In some examples, as shown in FIG. 2A , the first through hole 1310 may serve as a camera hole for accommodating a camera 141 of the camera assembly 14. The camera assembly 14 may be located on a side of the backlight module 13 away from the display module 11. The size of the camera 141 in the first direction X may be smaller than the size of the camera hole (i.e., the first through hole 1310) so that at least a portion of the camera 141 may be located within the camera hole. The center position of the camera 141 may coincide with the center position of the camera hole (i.e., the first through hole 1310). For example, the orthographic projection shape of the camera hole may be approximately circular. The projection shape of the camera 141 on the plane where the first direction X and the second direction Y are located may be, for example, circular. The size of the camera 141 in the first direction X may be the diameter of the projection shape of the camera 141. However, this embodiment is not limited to this. In other examples, The orthographic projection shape of the camera hole can be roughly a rounded rectangle, an ellipse, a polygon, or other shapes. When the orthographic projection shape of the camera hole is a circle, the size of the camera hole may include the diameter of the camera hole; when the orthographic projection shape of the camera hole is a rectangle or a polygon, the size of the camera hole may include the diameter of the inscribed circle of the camera hole. This embodiment does not limit the shape of the camera hole, as long as it can accommodate at least part of the camera.

In some examples, as shown in FIG. 2A , the backlight source 132 may be located in a first accommodation space formed by the first step portion 1311a of the back panel body 1311 and the bent extension portion 1312. For example, the backlight source 132 may include an LED light group. The backlight source 132 may be fixed to the first step portion 1311a of the back panel body 1311 by a first colloid 134. For example, the first colloid 134 may include a thermally conductive adhesive.

In some examples, as shown in FIG. 2A , the backlight film 133 may be located in a second accommodation space formed by the second step portion 1311b of the back panel body 1311 and the bent extension portion 1312. The second accommodation space may be connected to the first accommodation space, and the second accommodation space may be located on the side of the first accommodation space away from the first step portion 1311a of the back panel body 1311. The backlight film 133 may be fixed on the second step portion 1311b of the back panel body 1311 by a second colloid 135. For example, the second colloid 135 may include silica gel. In some examples, the backlight film 133 may include: a light-gathering layer, a light-homogenizing layer, and a light-scattering layer sequentially arranged in a direction close to the backlight source 132. Among them, the light-gathering layer may include, for example, a prism configured to perform a light-gathering effect. The light-homogenizing layer may include, for example, a diffuser configured to perform a light-homogenizing effect. The light-scattering layer may include, for example, a diffuser configured to diffuse light. This embodiment does not limit this.

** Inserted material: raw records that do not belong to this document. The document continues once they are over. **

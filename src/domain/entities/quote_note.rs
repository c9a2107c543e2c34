//! # Quote Note
//!
//! Append-only audit record, one per lifecycle action.

use crate::domain::value_objects::{NoteType, QuoteId, QuoteNoteId, Timestamp};
use serde::{Deserialize, Serialize};

/// Author recorded on notes written by background jobs.
pub const SYSTEM_ACTOR: &str = "system";

/// An audit note attached to a quote.
#[derive(Debug, Clone, PartialEq, Eq, Serialize, Deserialize)]
#[serde(rename_all = "camelCase")]
pub struct QuoteNote {
    id: QuoteNoteId,
    quote_id: QuoteId,
    note_type: NoteType,
    note_content: String,
    created_by: String,
    created_at: Timestamp,
}

impl QuoteNote {
    /// Creates a note stamped at `created_at`.
    #[must_use]
    pub fn new(
        quote_id: QuoteId,
        note_type: NoteType,
        note_content: impl Into<String>,
        created_by: impl Into<String>,
        created_at: Timestamp,
    ) -> Self {
        Self {
            id: QuoteNoteId::new_v4(),
            quote_id,
            note_type,
            note_content: note_content.into(),
            created_by: created_by.into(),
            created_at,
        }
    }

    /// The note the expiration scan appends to each quote it expires.
    #[must_use]
    pub fn system_expiration(quote_id: QuoteId, now: Timestamp) -> Self {
        Self::new(
            quote_id,
            NoteType::Expire,
            "Quote expired automatically after passing its expiration date",
            SYSTEM_ACTOR,
            now,
        )
    }

    /// Rebuilds a note from storage.
    #[must_use]
    pub fn from_parts(
        id: QuoteNoteId,
        quote_id: QuoteId,
        note_type: NoteType,
        note_content: String,
        created_by: String,
        created_at: Timestamp,
    ) -> Self {
        Self {
            id,
            quote_id,
            note_type,
            note_content,
            created_by,
            created_at,
        }
    }

    /// Returns the note ID.
    #[must_use]
    pub fn id(&self) -> QuoteNoteId {
        self.id
    }

    /// Returns the quote the note belongs to.
    #[must_use]
    pub fn quote_id(&self) -> QuoteId {
        self.quote_id
    }

    /// Returns the note type.
    #[must_use]
    pub fn note_type(&self) -> NoteType {
        self.note_type
    }

    /// Returns the note text.
    #[must_use]
    pub fn note_content(&self) -> &str {
        &self.note_content
    }

    /// Returns the author.
    #[must_use]
    pub fn created_by(&self) -> &str {
        &self.created_by
    }

    /// Returns the creation time.
    #[must_use]
    pub fn created_at(&self) -> Timestamp {
        self.created_at
    }
}

#[cfg(test)]
mod tests {
    use super::*;

    #[test]
    fn system_expiration_note() {
        let quote_id = QuoteId::new_v4();
        let now = Timestamp::now();
        let note = QuoteNote::system_expiration(quote_id, now);
        assert_eq!(note.quote_id(), quote_id);
        assert_eq!(note.note_type(), NoteType::Expire);
        assert_eq!(note.created_by(), SYSTEM_ACTOR);
        assert_eq!(note.created_at(), now);
    }
}
//! # Money
//!
//! Currency codes and decimal amounts for quote pricing.

use crate::domain::errors::{DomainError, DomainResult};
use rust_decimal::Decimal;
use serde::{Deserialize, Serialize};
use std::fmt;

/// ISO 4217 currency code, stored upper-case.
///
/// # Examples
///
/// ```
/// use b2b_quotes::domain::value_objects::CurrencyCode;
///
/// let usd = CurrencyCode::parse("usd").unwrap();
/// assert_eq!(usd.as_str(), "USD");
/// assert!(CurrencyCode::parse("dollars").is_err());
/// ```
#[derive(Debug, Clone, PartialEq, Eq, Hash, Serialize, Deserialize)]
#[serde(try_from = "String", into = "String")]
pub struct CurrencyCode(String);

impl CurrencyCode {
    /// Parses a three-letter code.
    ///
    /// # Errors
    ///
    /// Returns `DomainError::Validation` unless the value is exactly three
    /// ASCII letters.
    pub fn parse(value: &str) -> DomainResult<Self> {
        let trimmed = value.trim();
        if trimmed.len() != 3 || !trimmed.chars().all(|c| c.is_ascii_alphabetic()) {
            return Err(DomainError::validation(format!(
                "invalid currency code: {value:?}"
            )));
        }
        Ok(Self(trimmed.to_ascii_uppercase()))
    }

    /// Returns the code.
    #[must_use]
    pub fn as_str(&self) -> &str {
        &self.0
    }
}

impl fmt::Display for CurrencyCode {
    fn fmt(&self, f: &mut fmt::Formatter<'_>) -> fmt::Result {
        f.write_str(&self.0)
    }
}

impl TryFrom<String> for CurrencyCode {
    type Error = DomainError;

    fn try_from(value: String) -> Result<Self, Self::Error> {
        Self::parse(&value)
    }
}

impl From<CurrencyCode> for String {
    fn from(code: CurrencyCode) -> Self {
        code.0
    }
}

/// Decimal places stored for money amounts.
pub const MONEY_SCALE: u32 = 2;

/// Largest amount a money column holds (`NUMERIC(18, 2)`).
#[must_use]
pub fn max_money_amount() -> Decimal {
    Decimal::new(999_999_999_999_999_999, MONEY_SCALE)
}

/// Rounds a money amount to two decimal places (banker's rounding).
#[must_use]
pub fn round_money(amount: Decimal) -> Decimal {
    amount.round_dp(MONEY_SCALE)
}

/// Checks that `amount` is a storable, non-negative money value.
///
/// # Errors
///
/// Returns `DomainError::InvalidPrice` if the amount is negative, has more
/// than two decimal places or exceeds [`max_money_amount`].
pub fn ensure_money(field: &str, amount: Decimal) -> DomainResult<()> {
    if amount.is_sign_negative() && !amount.is_zero() {
        return Err(DomainError::InvalidPrice(format!(
            "{field} must not be negative"
        )));
    }
    if amount.normalize().scale() > MONEY_SCALE {
        return Err(DomainError::InvalidPrice(format!(
            "{field} must have at most {MONEY_SCALE} decimal places, got {amount}"
        )));
    }
    if amount > max_money_amount() {
        return Err(DomainError::InvalidPrice(format!(
            "{field} must not exceed {}",
            max_money_amount()
        )));
    }
    Ok(())
}

/// Multiplies a unit price by a quantity.
///
/// # Errors
///
/// Returns `DomainError::InvalidPrice` on overflow.
pub fn checked_line_total(unit_price: Decimal, quantity: u32) -> DomainResult<Decimal> {
    unit_price
        .checked_mul(Decimal::from(quantity))
        .ok_or_else(|| overflow(&format!("{unit_price} x {quantity}")))
}

/// Sums money amounts.
///
/// # Errors
///
/// Returns `DomainError::InvalidPrice` on overflow.
pub fn checked_sum(amounts: impl IntoIterator<Item = Decimal>) -> DomainResult<Decimal> {
    amounts.into_iter().try_fold(Decimal::ZERO, |acc, amount| {
        acc.checked_add(amount)
            .ok_or_else(|| overflow(&format!("{acc} + {amount}")))
    })
}

fn overflow(operation: &str) -> DomainError {
    DomainError::InvalidPrice(format!("amount overflow: {operation}"))
}
//! # Domain Entities
//!
//! - [`Quote`]: quote aggregate root with the lifecycle state machine
//! - [`QuoteItem`]: product variant line with list and offer price
//! - [`QuoteNote`]: append-only audit note

pub mod quote;
pub mod quote_item;
pub mod quote_note;

pub use quote::{NewQuote, Quote, QuoteParts};
pub use quote_item::{NewQuoteItem, QuoteItem, subtotal};
pub use quote_note::{QuoteNote, SYSTEM_ACTOR};
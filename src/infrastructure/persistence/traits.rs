//! # Repository Traits
//!
//! Port definitions for quote persistence.
//!
//! The relational store is treated as a transactional CRUD store: each
//! method is atomic on its own, and nothing spans calls. Callers do a
//! read-check-then-write without an optimistic concurrency token.
//!
//! # Examples
//!
//! ```ignore
//! use b2b_quotes::infrastructure::persistence::traits::QuoteRepository;
//!
//! async fn drafts(repo: &impl QuoteRepository, filter: QuoteFilter) {
//!     let (quotes, total) = repo.find(&filter, PageRequest::default()).await?;
//!     println!("{} of {total}", quotes.len());
//! }
//! ```

use crate::domain::entities::{Quote, QuoteItem, QuoteNote};
use crate::domain::value_objects::{
    CompanyLocationId, CustomerId, QuoteId, QuoteStatus, Timestamp,
};
use async_trait::async_trait;
use std::fmt;
use thiserror::Error;

/// Default number of quotes per page.
pub const DEFAULT_PAGE_SIZE: u32 = 20;

/// Largest page a caller may request.
pub const MAX_PAGE_SIZE: u32 = 100;

/// Error type for repository operations.
#[derive(Debug, Error)]
pub enum RepositoryError {
    /// Entity not found.
    #[error("Entity not found: {entity_type} with id {id}")]
    NotFound {
        /// Type of entity.
        entity_type: &'static str,
        /// Entity identifier.
        id: String,
    },

    /// Duplicate entity.
    #[error("Duplicate entity: {entity_type} with id {id} already exists")]
    Duplicate {
        /// Type of entity.
        entity_type: &'static str,
        /// Entity identifier.
        id: String,
    },

    /// A guarded write matched fewer rows than required; nothing was written.
    #[error("Conflict: {0}")]
    Conflict(String),

    /// Connection error.
    #[error("Connection error: {0}")]
    Connection(String),

    /// Query error.
    #[error("Query error: {0}")]
    Query(String),

    /// Stored data could not be mapped back into the domain.
    #[error("Serialization error: {0}")]
    Serialization(String),

    /// Internal error.
    #[error("Internal error: {0}")]
    Internal(String),
}

impl RepositoryError {
    /// Creates a not found error.
    #[must_use]
    pub fn not_found(entity_type: &'static str, id: impl Into<String>) -> Self {
        Self::NotFound {
            entity_type,
            id: id.into(),
        }
    }

    /// Creates a duplicate error.
    #[must_use]
    pub fn duplicate(entity_type: &'static str, id: impl Into<String>) -> Self {
        Self::Duplicate {
            entity_type,
            id: id.into(),
        }
    }

    /// Creates a conflict error.
    #[must_use]
    pub fn conflict(msg: impl Into<String>) -> Self {
        Self::Conflict(msg.into())
    }

    /// Creates a connection error.
    #[must_use]
    pub fn connection(msg: impl Into<String>) -> Self {
        Self::Connection(msg.into())
    }

    /// Creates a query error.
    #[must_use]
    pub fn query(msg: impl Into<String>) -> Self {
        Self::Query(msg.into())
    }

    /// Creates a serialization error.
    #[must_use]
    pub fn serialization(msg: impl Into<String>) -> Self {
        Self::Serialization(msg.into())
    }

    /// Creates an internal error.
    #[must_use]
    pub fn internal(msg: impl Into<String>) -> Self {
        Self::Internal(msg.into())
    }

    /// Returns true if this is a not found error.
    #[must_use]
    pub fn is_not_found(&self) -> bool {
        matches!(self, Self::NotFound { .. })
    }

    /// Returns true if this is a conflict error.
    #[must_use]
    pub fn is_conflict(&self) -> bool {
        matches!(self, Self::Conflict(_))
    }
}

/// Result type for repository operations.
pub type RepositoryResult<T> = Result<T, RepositoryError>;

/// Criteria for listing quotes. Unset fields match everything.
#[derive(Debug, Clone, Default, PartialEq, Eq)]
pub struct QuoteFilter {
    /// Owning buyer.
    pub customer_id: Option<CustomerId>,
    /// Company location.
    pub company_location_id: Option<CompanyLocationId>,
    /// Shop domain.
    pub store_name: Option<String>,
    /// Status.
    pub status: Option<QuoteStatus>,
}

impl QuoteFilter {
    /// Returns true if `quote` satisfies every set criterion.
    #[must_use]
    pub fn matches(&self, quote: &Quote) -> bool {
        self.customer_id
            .as_ref()
            .is_none_or(|id| quote.customer_id() == id)
            && self
                .company_location_id
                .as_ref()
                .is_none_or(|id| quote.company_location_id() == id)
            && self
                .store_name
                .as_deref()
                .is_none_or(|store| quote.store_name() == store)
            && self.status.is_none_or(|status| quote.status() == status)
    }
}

/// One-based page request, clamped to `1..=MAX_PAGE_SIZE` items.
#[derive(Debug, Clone, Copy, PartialEq, Eq)]
pub struct PageRequest {
    page: u32,
    per_page: u32,
}

impl PageRequest {
    /// Builds a page request, substituting defaults and clamping.
    #[must_use]
    pub fn new(page: Option<u32>, per_page: Option<u32>) -> Self {
        Self {
            page: page.unwrap_or(1).max(1),
            per_page: per_page
                .unwrap_or(DEFAULT_PAGE_SIZE)
                .clamp(1, MAX_PAGE_SIZE),
        }
    }

    /// One-based page number.
    #[must_use]
    pub fn page(&self) -> u32 {
        self.page
    }

    /// Items per page.
    #[must_use]
    pub fn per_page(&self) -> u32 {
        self.per_page
    }

    /// Number of items to skip.
    #[must_use]
    pub fn offset(&self) -> u64 {
        u64::from(self.page - 1) * u64::from(self.per_page)
    }
}

impl Default for PageRequest {
    fn default() -> Self {
        Self::new(None, None)
    }
}

/// Repository for quotes, their items and their notes.
#[async_trait]
pub trait QuoteRepository: Send + Sync + fmt::Debug {
    /// Inserts a new quote together with its items.
    ///
    /// # Errors
    ///
    /// Returns `RepositoryError::Duplicate` if the quote ID already exists.
    async fn insert(&self, quote: &Quote, items: &[QuoteItem]) -> RepositoryResult<()>;

    /// Gets a quote header by ID.
    async fn get(&self, id: &QuoteId) -> RepositoryResult<Option<Quote>>;

    /// Gets the quotes that exist among `ids`, in no particular order.
    async fn get_many(&self, ids: &[QuoteId]) -> RepositoryResult<Vec<Quote>>;

    /// Gets the items of a quote.
    async fn get_items(&self, id: &QuoteId) -> RepositoryResult<Vec<QuoteItem>>;

    /// Gets the notes of a quote, oldest first.
    async fn get_notes(&self, id: &QuoteId) -> RepositoryResult<Vec<QuoteNote>>;

    /// Lists quotes matching `filter`, newest first, with the total match count.
    async fn find(
        &self,
        filter: &QuoteFilter,
        page: PageRequest,
    ) -> RepositoryResult<(Vec<Quote>, u64)>;

    /// Updates the quote header and replaces its items in one transaction.
    ///
    /// # Errors
    ///
    /// Returns `RepositoryError::NotFound` if the quote does not exist.
    async fn save_with_items(&self, quote: &Quote, items: &[QuoteItem]) -> RepositoryResult<()>;

    /// Updates the quote header and appends a note in one transaction.
    ///
    /// # Errors
    ///
    /// Returns `RepositoryError::NotFound` if the quote does not exist.
    async fn record_transition(&self, quote: &Quote, note: &QuoteNote) -> RepositoryResult<()>;

    /// Returns IDs of quotes whose expiration date is before `now` and whose
    /// status is still expirable. Cancelled quotes are never returned.
    async fn find_expiration_candidates(&self, now: Timestamp) -> RepositoryResult<Vec<QuoteId>>;

    /// Expires one batch of quotes.
    ///
    /// Only rows still `Submitted` or `Approved` and still past their
    /// expiration date are updated; each updated row gets one system note. Returns the IDs actually updated.
    async fn expire_batch(&self, ids: &[QuoteId], now: Timestamp) -> RepositoryResult<Vec<QuoteId>>;

    /// Deletes draft quotes owned by `customer_id`, with their items and notes.
    ///
    /// Returns the number of deleted quotes.
    ///
    /// # Errors
    ///
    /// Returns `RepositoryError::Conflict`, deleting nothing, if any ID is
    /// missing, owned by someone else, or not `Draft`.
    async fn delete_drafts(&self, customer_id: &CustomerId, ids: &[QuoteId])
    -> RepositoryResult<u64>;
}
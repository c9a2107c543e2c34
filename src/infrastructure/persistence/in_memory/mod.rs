//! # In-Memory Repositories
//!
//! In-memory implementations for testing without database dependencies.
//!
//! ## Available Repositories
//!
//! - [`InMemoryQuoteRepository`]: quotes, items and notes
//!
//! ## Thread Safety
//!
//! All implementations use `Arc<RwLock<_>>` for thread-safe access.

pub mod quote_repository;

pub use quote_repository::InMemoryQuoteRepository;
//! # Identifiers
//!
//! Locally generated identifiers are UUIDs. Commerce-platform references are
//! opaque global IDs (`gid://shopify/Customer/123`) kept as strings.

use serde::{Deserialize, Serialize};
use std::fmt;
use std::str::FromStr;
use uuid::Uuid;

macro_rules! uuid_id {
    ($(#[$meta:meta])* $name:ident) => {
        $(#[$meta])*
        #[derive(Debug, Clone, Copy, PartialEq, Eq, PartialOrd, Ord, Hash, Serialize, Deserialize)]
        #[serde(transparent)]
        pub struct $name(Uuid);

        impl $name {
            /// Wraps an existing UUID.
            #[must_use]
            pub const fn new(id: Uuid) -> Self {
                Self(id)
            }

            /// Generates a random (v4) identifier.
            #[must_use]
            pub fn new_v4() -> Self {
                Self(Uuid::new_v4())
            }

            /// Returns the inner UUID.
            #[inline]
            #[must_use]
            pub const fn get(&self) -> Uuid {
                self.0
            }
        }

        impl fmt::Display for $name {
            fn fmt(&self, f: &mut fmt::Formatter<'_>) -> fmt::Result {
                write!(f, "{}", self.0)
            }
        }

        impl FromStr for $name {
            type Err = uuid::Error;

            fn from_str(s: &str) -> Result<Self, Self::Err> {
                Uuid::parse_str(s).map(Self)
            }
        }

        impl From<Uuid> for $name {
            fn from(id: Uuid) -> Self {
                Self(id)
            }
        }
    };
}

macro_rules! gid {
    ($(#[$meta:meta])* $name:ident) => {
        $(#[$meta])*
        #[derive(Debug, Clone, PartialEq, Eq, PartialOrd, Ord, Hash, Serialize, Deserialize)]
        #[serde(transparent)]
        pub struct $name(String);

        impl $name {
            /// Wraps a platform global ID.
            #[must_use]
            pub fn new(id: impl Into<String>) -> Self {
                Self(id.into())
            }

            /// Returns the ID as a string slice.
            #[inline]
            #[must_use]
            pub fn as_str(&self) -> &str {
                &self.0
            }

            /// Returns true if the ID is empty or only whitespace.
            #[must_use]
            pub fn is_blank(&self) -> bool {
                self.0.trim().is_empty()
            }
        }

        impl fmt::Display for $name {
            fn fmt(&self, f: &mut fmt::Formatter<'_>) -> fmt::Result {
                f.write_str(&self.0)
            }
        }

        impl From<&str> for $name {
            fn from(id: &str) -> Self {
                Self(id.to_string())
            }
        }

        impl From<String> for $name {
            fn from(id: String) -> Self {
                Self(id)
            }
        }
    };
}

uuid_id!(
    /// Identifier of a quote.
    QuoteId
);
uuid_id!(
    /// Identifier of a quote line item.
    QuoteItemId
);
uuid_id!(
    /// Identifier of a quote audit note.
    QuoteNoteId
);

gid!(
    /// Platform customer (company contact) global ID.
    CustomerId
);
gid!(
    /// Platform company location global ID.
    CompanyLocationId
);
gid!(
    /// Platform product global ID.
    ProductId
);
gid!(
    /// Platform product variant global ID.
    VariantId
);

In some examples, as shown in FIG. 2A , the backlight film 133 may have a second through hole 1330 that avoids the bent extension 1312. The orthographic projection shape of the second through hole 1330 may be substantially circular. The orthographic projection shape of the second through hole 1330 may be substantially the same as the orthographic projection shape of the first through hole 1310. The size of the second through hole 1330 may be greater than the size of the first through hole 1310, for example, the aperture of the second through hole 1330 may be greater than the aperture of the first through hole 1310. The shape of the second through hole 1330 is not limited in this embodiment.

In some examples, as shown in FIG. 2A , the back plate 131 may further include a middle iron frame 1313. The middle iron frame 1313 may be connected to the back plate body 1311, for example, located on the third step portion 1311c of the back plate body 1311. The middle iron frame 1313 may be located on a side of the backlight film 133 away from the backlight source 132. The middle iron frame 1313 may be configured to carry the display module 11 and the viewing angle control panel 12.

In some examples, as shown in FIG. 2A , the edge of the viewing angle control panel 12 may contact the middle iron frame 1313 through the first foam 136. The first foam 136 may be configured to fully contact the viewing angle control panel 12 and the middle iron frame 1313, and to play a buffering role to protect the viewing angle control panel 12 and the display module 11. The bent extension 1312 of the back plate 131 may contact the middle area of the viewing angle control panel 12 through the second foam 137 to play a supporting role for the viewing angle control panel 12 and the display module 11. The second foam 137 may play a buffering role.

In some examples, as shown in FIG. 2A , the display module 11 may include: a display panel 111, a first polarizer 112 and a cover plate 116 located on the display side of the display panel 111, and a second polarizer 113 located on the non-display side of the display panel 111. The display side of the display panel 111 in this example refers to the side where the display panel 111 displays an image. The cover plate 116 may be located on the side of the first polarizer 112 away from the display panel 111. The cover plate 116 and the first polarizer 112 may be bonded by a first adhesive layer 114, and the second polarizer 113 and the viewing angle control panel 12 may be bonded by a second adhesive layer 115. The first adhesive layer 114 and the second adhesive layer 115 may include, for example, an optically clear adhesive (OCA). In some examples, the polarization axes of the first polarizer 112 and the second polarizer 113 may be perpendicular to each other, or may be parallel to each other. This embodiment is not limited to this.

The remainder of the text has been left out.